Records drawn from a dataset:
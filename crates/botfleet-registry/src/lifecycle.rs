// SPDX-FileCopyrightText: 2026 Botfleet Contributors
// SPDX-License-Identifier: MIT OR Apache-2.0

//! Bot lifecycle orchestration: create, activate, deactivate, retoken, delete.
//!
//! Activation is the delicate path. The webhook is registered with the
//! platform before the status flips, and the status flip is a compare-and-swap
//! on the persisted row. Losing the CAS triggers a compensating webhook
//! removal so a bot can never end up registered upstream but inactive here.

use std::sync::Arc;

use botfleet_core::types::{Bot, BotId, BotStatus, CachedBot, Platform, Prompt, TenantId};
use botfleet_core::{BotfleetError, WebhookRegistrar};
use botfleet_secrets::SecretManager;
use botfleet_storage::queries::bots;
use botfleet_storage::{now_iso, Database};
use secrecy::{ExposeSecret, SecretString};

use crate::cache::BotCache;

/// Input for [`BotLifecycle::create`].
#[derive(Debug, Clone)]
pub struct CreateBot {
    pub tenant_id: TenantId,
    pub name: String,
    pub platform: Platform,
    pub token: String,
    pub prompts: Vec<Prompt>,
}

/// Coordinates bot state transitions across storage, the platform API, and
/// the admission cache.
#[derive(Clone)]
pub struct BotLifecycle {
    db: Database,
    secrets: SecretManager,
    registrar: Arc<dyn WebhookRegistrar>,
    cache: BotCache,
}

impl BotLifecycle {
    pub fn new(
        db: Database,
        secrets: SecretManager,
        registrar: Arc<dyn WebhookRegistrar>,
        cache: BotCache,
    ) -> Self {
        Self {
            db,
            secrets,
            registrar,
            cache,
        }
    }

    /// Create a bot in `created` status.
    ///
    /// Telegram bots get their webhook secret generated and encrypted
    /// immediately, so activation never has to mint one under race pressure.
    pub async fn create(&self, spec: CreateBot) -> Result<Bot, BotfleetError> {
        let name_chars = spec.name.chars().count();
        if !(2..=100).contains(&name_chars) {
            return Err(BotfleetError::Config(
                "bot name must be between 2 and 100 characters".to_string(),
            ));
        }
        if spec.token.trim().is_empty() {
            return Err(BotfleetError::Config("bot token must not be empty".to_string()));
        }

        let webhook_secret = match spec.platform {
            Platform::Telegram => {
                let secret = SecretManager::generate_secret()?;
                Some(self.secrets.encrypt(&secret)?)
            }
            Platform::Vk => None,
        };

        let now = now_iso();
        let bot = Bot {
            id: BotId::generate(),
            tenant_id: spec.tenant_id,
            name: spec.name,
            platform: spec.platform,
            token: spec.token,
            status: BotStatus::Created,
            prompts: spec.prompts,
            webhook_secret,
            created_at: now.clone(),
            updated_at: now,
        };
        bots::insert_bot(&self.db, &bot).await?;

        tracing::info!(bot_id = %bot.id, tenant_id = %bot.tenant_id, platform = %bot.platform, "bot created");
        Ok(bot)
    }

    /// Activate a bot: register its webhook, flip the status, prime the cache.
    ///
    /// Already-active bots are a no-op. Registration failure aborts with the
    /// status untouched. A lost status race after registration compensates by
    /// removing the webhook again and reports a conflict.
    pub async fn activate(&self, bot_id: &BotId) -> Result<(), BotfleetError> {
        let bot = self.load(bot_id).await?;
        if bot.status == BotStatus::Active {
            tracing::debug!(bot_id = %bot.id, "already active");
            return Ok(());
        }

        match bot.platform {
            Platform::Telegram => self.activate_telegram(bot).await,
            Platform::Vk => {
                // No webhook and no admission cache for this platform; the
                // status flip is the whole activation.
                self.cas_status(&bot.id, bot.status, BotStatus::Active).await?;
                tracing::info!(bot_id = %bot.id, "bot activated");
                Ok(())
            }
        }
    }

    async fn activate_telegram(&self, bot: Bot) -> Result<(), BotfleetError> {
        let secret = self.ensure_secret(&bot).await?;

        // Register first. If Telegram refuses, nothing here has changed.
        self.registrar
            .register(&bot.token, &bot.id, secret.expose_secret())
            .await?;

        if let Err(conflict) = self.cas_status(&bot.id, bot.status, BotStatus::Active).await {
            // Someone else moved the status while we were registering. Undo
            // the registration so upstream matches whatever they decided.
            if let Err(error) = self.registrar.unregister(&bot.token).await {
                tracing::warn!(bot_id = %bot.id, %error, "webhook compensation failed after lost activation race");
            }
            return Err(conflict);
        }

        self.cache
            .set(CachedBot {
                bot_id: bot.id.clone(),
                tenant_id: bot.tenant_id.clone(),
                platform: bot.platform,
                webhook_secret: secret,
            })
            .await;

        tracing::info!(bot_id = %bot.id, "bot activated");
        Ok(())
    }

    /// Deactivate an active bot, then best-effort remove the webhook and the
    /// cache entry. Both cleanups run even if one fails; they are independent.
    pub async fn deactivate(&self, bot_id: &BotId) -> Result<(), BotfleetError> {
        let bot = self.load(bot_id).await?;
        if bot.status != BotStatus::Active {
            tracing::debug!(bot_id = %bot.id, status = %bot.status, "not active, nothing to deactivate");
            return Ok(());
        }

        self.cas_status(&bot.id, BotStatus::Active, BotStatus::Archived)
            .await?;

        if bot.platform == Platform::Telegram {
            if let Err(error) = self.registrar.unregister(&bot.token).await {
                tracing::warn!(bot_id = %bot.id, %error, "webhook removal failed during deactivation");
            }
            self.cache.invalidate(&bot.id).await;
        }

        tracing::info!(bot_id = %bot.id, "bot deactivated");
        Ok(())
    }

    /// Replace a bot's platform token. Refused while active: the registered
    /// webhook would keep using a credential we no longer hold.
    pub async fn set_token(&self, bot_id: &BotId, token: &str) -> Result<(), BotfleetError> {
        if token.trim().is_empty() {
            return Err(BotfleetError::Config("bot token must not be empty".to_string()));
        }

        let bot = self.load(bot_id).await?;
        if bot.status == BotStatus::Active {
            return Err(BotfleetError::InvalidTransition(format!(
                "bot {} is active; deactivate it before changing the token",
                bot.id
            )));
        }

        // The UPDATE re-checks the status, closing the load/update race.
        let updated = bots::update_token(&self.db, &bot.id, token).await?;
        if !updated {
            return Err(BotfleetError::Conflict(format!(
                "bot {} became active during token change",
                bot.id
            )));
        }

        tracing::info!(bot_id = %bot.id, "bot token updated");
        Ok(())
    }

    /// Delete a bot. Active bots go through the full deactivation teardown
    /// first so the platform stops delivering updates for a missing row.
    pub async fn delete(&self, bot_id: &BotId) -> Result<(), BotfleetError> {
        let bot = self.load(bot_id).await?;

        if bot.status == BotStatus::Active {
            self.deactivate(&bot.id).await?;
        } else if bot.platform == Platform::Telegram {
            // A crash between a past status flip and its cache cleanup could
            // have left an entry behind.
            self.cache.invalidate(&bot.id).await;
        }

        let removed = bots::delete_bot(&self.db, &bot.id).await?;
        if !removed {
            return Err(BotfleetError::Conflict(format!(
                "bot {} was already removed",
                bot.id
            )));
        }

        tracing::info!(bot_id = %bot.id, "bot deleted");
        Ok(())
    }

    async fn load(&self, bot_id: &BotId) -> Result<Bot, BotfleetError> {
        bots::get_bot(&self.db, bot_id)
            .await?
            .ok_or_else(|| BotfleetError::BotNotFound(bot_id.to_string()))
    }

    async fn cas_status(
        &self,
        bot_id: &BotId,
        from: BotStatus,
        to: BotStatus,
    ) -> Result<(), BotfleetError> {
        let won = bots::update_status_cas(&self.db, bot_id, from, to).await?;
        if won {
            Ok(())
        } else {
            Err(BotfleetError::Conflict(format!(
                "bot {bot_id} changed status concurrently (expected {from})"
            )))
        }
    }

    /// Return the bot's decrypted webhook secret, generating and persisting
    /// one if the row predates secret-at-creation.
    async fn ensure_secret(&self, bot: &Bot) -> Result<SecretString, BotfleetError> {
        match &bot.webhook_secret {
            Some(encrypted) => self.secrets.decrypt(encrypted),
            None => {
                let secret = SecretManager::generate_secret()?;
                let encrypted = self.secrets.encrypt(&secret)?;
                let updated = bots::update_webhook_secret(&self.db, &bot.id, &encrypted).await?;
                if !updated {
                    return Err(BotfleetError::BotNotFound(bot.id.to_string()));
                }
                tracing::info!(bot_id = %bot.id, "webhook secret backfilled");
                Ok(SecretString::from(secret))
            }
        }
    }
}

Try it:
Within the records above, count each line holding "nothing". Write down only the number.

Response area:
2